蛋白激酶A调控辣椒疫霉寄主侵染过程的分子机制
基本信息
结项摘要
Phytophthora capsici is a highly destructive invasive pathogen that attacks pepper. Based on BLAST searches with representative proteins from well-characterized model organisms, the major subunits of PKA were identified in Phytophthora capsici. The PcPkaR1 gene encodes the regulatory subunit of PKA and PcPkaC1 gene encodes the catalytic subunit of PKA. According to the results of quantitative real-time PCR, PcPkaR1 and PcPkaC1 were up-regulated during early stages of infection, suggesting that PKA plays a role during infection. Molecular mechanisms of PKA’s contributing to P. capsici pathogenicity are interesting and will be learned in this study. 1) For the functional analysis of PcPkaR1 and PcPkaC1, gene-silenced and -overexpression transformants will be generated using CRISPR/Cas9 system and polyethylene glycol (PEG)-mediated protoplast transformation of P. capsici. 2) To identify the cellular component to which the PcPkaR1 and PcPkaC1 proteins will be targeted, fusion proteins with Green Fluorescent Protein (GFP) will be introduced into wild-type strain and examined via epifluorescence microscopy. 3) We will use affinity purification to identify interacting proteins of PcPkaC1 and confirm the associations by co-immunoprecipitation (co-IP) and glutathione S-transferase (GST) pull-down assays.
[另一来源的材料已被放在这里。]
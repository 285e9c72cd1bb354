//! Listing-card extraction and pagination over rendered search pages.

use std::time::Duration;

use chrono::Utc;
use rijh_core::{
    classify_experience, classify_work_type, clean_location, is_recent, JobRecord, POSTED_RECENTLY,
};
use rijh_fetch::PageFetcher;
use scraper::{ElementRef, Html, Selector};
use thiserror::Error;
use tracing::{debug, info, warn};

pub const CRATE_NAME: &str = "rijh-extract";

const CARD_SELECTOR: &str = "div.base-card";
const POSTED_DATE_SELECTOR: &str = "time.job-search-card__listdate";
const TITLE_SELECTOR: &str = "h3.base-search-card__title";
const COMPANY_SELECTOR: &str = "h4.base-search-card__subtitle";
const LOCATION_SELECTOR: &str = "span.job-search-card__location";
const LINK_SELECTOR: &str = "a.base-card__full-link";
const DESCRIPTION_SELECTOR: &str = "div.show-more-less-html__markup";

/// Capability view of one markup element. Only the operations the extractor
/// needs, so the backing HTML library can be swapped without touching it.
pub trait DocumentNode {
    fn text(&self) -> String;
    fn attribute(&self, name: &str) -> Option<String>;
    fn find_one(&self, selector: &str) -> Option<Box<dyn DocumentNode + '_>>;
}

/// Capability view of one parsed page.
pub trait DocumentParser {
    fn find_all(&self, selector: &str) -> Vec<Box<dyn DocumentNode + '_>>;
    fn find_one(&self, selector: &str) -> Option<Box<dyn DocumentNode + '_>>;
}

/// `scraper`-backed implementation of the document capabilities.
pub struct HtmlDocument {
    html: Html,
}

impl HtmlDocument {
    pub fn parse(text: &str) -> Self {
        Self {
            html: Html::parse_document(text),
        }
    }
}

// The selectors used here are fixed constants; an invalid one simply
// matches nothing.
fn compile(selector: &str) -> Option<Selector> {
    Selector::parse(selector).ok()
}

struct HtmlNode<'a> {
    element: ElementRef<'a>,
}

impl DocumentParser for HtmlDocument {
    fn find_all(&self, selector: &str) -> Vec<Box<dyn DocumentNode + '_>> {
        let Some(sel) = compile(selector) else {
            return Vec::new();
        };
        self.html
            .select(&sel)
            .map(|element| Box::new(HtmlNode { element }) as Box<dyn DocumentNode + '_>)
            .collect()
    }

    fn find_one(&self, selector: &str) -> Option<Box<dyn DocumentNode + '_>> {
        let sel = compile(selector)?;
        self.html
            .select(&sel)
            .next()
            .map(|element| Box::new(HtmlNode { element }) as Box<dyn DocumentNode + '_>)
    }
}

impl DocumentNode for HtmlNode<'_> {
    fn text(&self) -> String {
        self.element.text().collect::<String>().trim().to_string()
    }

    fn attribute(&self, name: &str) -> Option<String> {
        self.element.value().attr(name).map(ToString::to_string)
    }

    fn find_one(&self, selector: &str) -> Option<Box<dyn DocumentNode + '_>> {
        let sel = compile(selector)?;
        self.element
            .select(&sel)
            .next()
            .map(|element| Box::new(HtmlNode { element }) as Box<dyn DocumentNode + '_>)
    }
}

#[derive(Debug, Error)]
pub enum ExtractError {
    #[error("listing card missing required element: {0}")]
    MissingField(&'static str),
}

/// Card fields lifted off the results page, before the detail fetch.
#[derive(Debug, Clone, PartialEq, Eq)]
pub struct CardDraft {
    pub title: String,
    pub company: String,
    pub raw_location: String,
    pub url: String,
    pub posted_date_text: Option<String>,
}

/// Outcome of scanning one results page, detail fetches still pending.
#[derive(Debug, Default)]
pub struct CardScan {
    pub drafts: Vec<CardDraft>,
    pub cards_seen: usize,
    pub recent_found: bool,
}

fn required_text(
    card: &dyn DocumentNode,
    selector: &str,
    field: &'static str,
) -> Result<String, ExtractError> {
    card.find_one(selector)
        .map(|node| node.text())
        .filter(|text| !text.is_empty())
        .ok_or(ExtractError::MissingField(field))
}

fn parse_card(
    card: &dyn DocumentNode,
    posted_date_text: Option<String>,
) -> Result<CardDraft, ExtractError> {
    let title = required_text(card, TITLE_SELECTOR, "title")?;
    let company = required_text(card, COMPANY_SELECTOR, "company")?;
    let raw_location = required_text(card, LOCATION_SELECTOR, "location")?;
    let url = card
        .find_one(LINK_SELECTOR)
        .and_then(|node| node.attribute("href"))
        .ok_or(ExtractError::MissingField("detail link"))?;
    Ok(CardDraft {
        title,
        company,
        raw_location,
        url,
        posted_date_text,
    })
}

/// Scan every listing card on a results page.
///
/// A dated card outside the freshness window is dropped without counting as
/// recent. A card inside the window marks the page recent even when its
/// remaining fields fail to parse; malformed cards are logged and skipped,
/// never fatal to the page.
pub fn scan_cards(doc: &dyn DocumentParser) -> CardScan {
    let cards = doc.find_all(CARD_SELECTOR);
    let mut scan = CardScan {
        cards_seen: cards.len(),
        ..CardScan::default()
    };

    for card in &cards {
        let posted_date_text = card.find_one(POSTED_DATE_SELECTOR).map(|node| node.text());
        if let Some(text) = posted_date_text.as_deref() {
            if !is_recent(text) {
                continue;
            }
        }
        scan.recent_found = true;

        match parse_card(card.as_ref(), posted_date_text) {
            Ok(draft) => scan.drafts.push(draft),
            Err(err) => warn!(%err, "skipping malformed listing card"),
        }
    }
    scan
}

/// One results page, fully extracted.
#[derive(Debug)]
pub struct PageExtraction {
    pub records: Vec<JobRecord>,
    /// Total cards on the page. Zero means the term is exhausted.
    pub cards_seen: usize,
    /// Whether any card passed the recency filter.
    pub recent_found: bool,
}

/// Extract the recent listings from one rendered results page, fetching each
/// surviving card's detail page for its description. A failed detail fetch
/// skips that card only.
pub async fn extract_page(
    page_html: &str,
    category: &str,
    fetcher: &dyn PageFetcher,
) -> PageExtraction {
    let scan = {
        let doc = HtmlDocument::parse(page_html);
        scan_cards(&doc)
    };

    let mut records = Vec::with_capacity(scan.drafts.len());
    for draft in scan.drafts {
        let detail_html = match fetcher.fetch_page(&draft.url).await {
            Ok(body) => body,
            Err(err) => {
                warn!(url = %draft.url, %err, "detail page fetch failed; skipping card");
                continue;
            }
        };
        let description = {
            let doc = HtmlDocument::parse(&detail_html);
            doc.find_one(DESCRIPTION_SELECTOR)
                .map(|node| node.text())
                .unwrap_or_default()
        };

        records.push(JobRecord {
            title: draft.title,
            company: draft.company,
            location: clean_location(&draft.raw_location),
            raw_location: draft.raw_location,
            experience_level: classify_experience(&description),
            work_type: classify_work_type(&description),
            category: category.to_string(),
            posted_date_text: draft
                .posted_date_text
                .unwrap_or_else(|| POSTED_RECENTLY.to_string()),
            url: draft.url,
            scraped_at: Utc::now(),
        });
    }

    PageExtraction {
        records,
        cards_seen: scan.cards_seen,
        recent_found: scan.recent_found,
    }
}

#[derive(Debug, Clone)]
pub struct SearchConfig {
    pub base_url: String,
    pub location: String,
    /// Upstream "posted within" filter flag; r86400 = last 24 hours.
    pub time_filter: String,
    pub page_size: usize,
    /// Small fixed cap; the hosting environment bounds total execution time.
    pub max_pages_per_term: usize,
    pub page_delay: Duration,
}

impl Default for SearchConfig {
    fn default() -> Self {
        Self {
            base_url: "https://www.linkedin.com/jobs/search/".to_string(),
            location: "United Kingdom".to_string(),
            time_filter: "r86400".to_string(),
            page_size: 25,
            max_pages_per_term: 1,
            page_delay: Duration::from_secs(1),
        }
    }
}

pub fn search_page_url(config: &SearchConfig, term: &str, page: usize) -> String {
    format!(
        "{}?keywords={}&location={}&start={}&f_TPR={}",
        config.base_url,
        urlencoding::encode(term),
        urlencoding::encode(&config.location),
        page * config.page_size,
        config.time_filter,
    )
}

/// Drive extraction across result pages for one search term.
///
/// Stops on a failed page fetch, on a page with no cards at all, or after two
/// consecutive pages with nothing recent (results are date-ordered, so later
/// pages are older still).
pub async fn harvest_term(
    config: &SearchConfig,
    fetcher: &dyn PageFetcher,
    term: &str,
) -> Vec<JobRecord> {
    let mut records = Vec::new();
    let mut page = 0;
    let mut stale_streak = 0;

    while page < config.max_pages_per_term {
        let url = search_page_url(config, term, page);
        let body = match fetcher.fetch_page(&url).await {
            Ok(body) => body,
            Err(err) => {
                warn!(term, page, %err, "results page fetch failed; stopping term");
                break;
            }
        };

        let extraction = extract_page(&body, term, fetcher).await;
        if extraction.cards_seen == 0 {
            debug!(term, page, "no listing cards on page; term exhausted");
            break;
        }
        if extraction.recent_found {
            stale_streak = 0;
        } else {
            stale_streak += 1;
            if stale_streak >= 2 {
                debug!(term, page, "two consecutive stale pages; stopping term");
                break;
            }
        }

        records.extend(extraction.records);
        page += 1;
        tokio::time::sleep(config.page_delay).await;
    }

    records
}

/// Run every search term in order, accumulating all extracted records.
/// Duplicate URLs across pages are possible here; the sinks tolerate them.
pub async fn harvest_all(
    config: &SearchConfig,
    fetcher: &dyn PageFetcher,
    terms: &[&str],
) -> Vec<JobRecord> {
    let mut records = Vec::new();
    for term in terms {
        info!(term, "harvesting recent listings");
        let found = harvest_term(config, fetcher, term).await;
        info!(term, count = found.len(), "term harvested");
        records.extend(found);
    }
    records
}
The detailed functions of interacting proteins will be learned via phenotypic analysis of gene-silencing transformants. The functional assignment of PKA and discovery of its target proteins may help to understand the pathogenicity factors affecting plant defense systems and provide clues for identification of new fungicide targets.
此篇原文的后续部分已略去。